Task requirements -
Every line of the records that holds the word "Duration" should be copied out.
+-------+
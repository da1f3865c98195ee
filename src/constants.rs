//! Fixed values used by the deploy and scenario flows

use std::time::Duration;

use alloy::primitives::{address, Address};

/// Partner address and numeric parameter passed to every
/// `DistributionExecutable` constructor
pub const DISTRIBUTION_PARTNER: Address = address!("2c852e740B62308c46DD29B982FBb650D063Bd07");
pub const DISTRIBUTION_PARAMETER: u64 = 10;

pub const TOKEN_SYMBOL: &str = "aUSDC";
/// 6 decimals
pub const TOKEN_UNIT: u64 = 1_000_000;
pub const DEFAULT_AMOUNT: u64 = 10 * TOKEN_UNIT;

/// Sent to the source contract before every run, independent of the amount
pub const PREFUND_AMOUNT: u64 = 10_000_000;

/// Gas limit the cross-chain message fee is priced at
pub const GAS_LIMIT: u64 = 3_000_000;

pub const DEFAULT_SOURCE_CHAIN: &str = "Avalanche";
pub const DEFAULT_DESTINATION_CHAIN: &str = "Polygon";

pub const POLL_INTERVAL: Duration = Duration::from_secs(2);
pub const POLL_TIMEOUT: Duration = Duration::from_secs(600);

pub const DEFAULT_CHAINS_FILE: &str = "chains.json";
pub const DEFAULT_TREASURY_ARTIFACT: &str = "artifacts/Treasury.json";
pub const DEFAULT_DISTRIBUTION_ARTIFACT: &str = "artifacts/DistributionExecutable.json";
//! Gas price quotes for the cross-chain message fee

use alloy::{primitives::Address, providers::Provider};
use eyre::WrapErr;
use futures_util::future::BoxFuture;

use crate::chain::ChainDescriptor;

/// Price of one unit of message gas, in source chain base units. The quote
/// is attached as native value on the source chain without conversion.
pub trait GasPriceOracle: Send + Sync {
    fn gas_price<'a>(
        &'a self,
        source: &'a ChainDescriptor,
        destination: &'a ChainDescriptor,
        token: Address,
    ) -> BoxFuture<'a, eyre::Result<f64>>;
}

#[derive(Debug, Clone, Copy)]
pub struct FixedGasPrice(pub f64);

impl GasPriceOracle for FixedGasPrice {
    fn gas_price<'a>(
        &'a self,
        _source: &'a ChainDescriptor,
        _destination: &'a ChainDescriptor,
        _token: Address,
    ) -> BoxFuture<'a, eyre::Result<f64>> {
        Box::pin(async move { Ok(self.0) })
    }
}

/// Uses the destination node's current `eth_gasPrice`, in destination wei.
///
/// The price is passed on unconverted. It only matches the source units when
/// both chains share a native token, as local networks do.
#[derive(Debug, Clone, Copy, Default)]
pub struct RpcGasPrice;

impl GasPriceOracle for RpcGasPrice {
    fn gas_price<'a>(
        &'a self,
        _source: &'a ChainDescriptor,
        destination: &'a ChainDescriptor,
        _token: Address,
    ) -> BoxFuture<'a, eyre::Result<f64>> {
        Box::pin(async move {
            let provider = destination.connect_read_only()?;
            let price = provider
                .get_gas_price()
                .await
                .wrap_err_with(|| format!("failed to fetch gas price from {}", destination.name))?;

            Ok(price as f64)
        })
    }
}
+-------+
Completed exercise -
use std::time::Duration;
pub const POLL_INTERVAL: Duration = Duration::from_secs(2);
pub const POLL_TIMEOUT: Duration = Duration::from_secs(600);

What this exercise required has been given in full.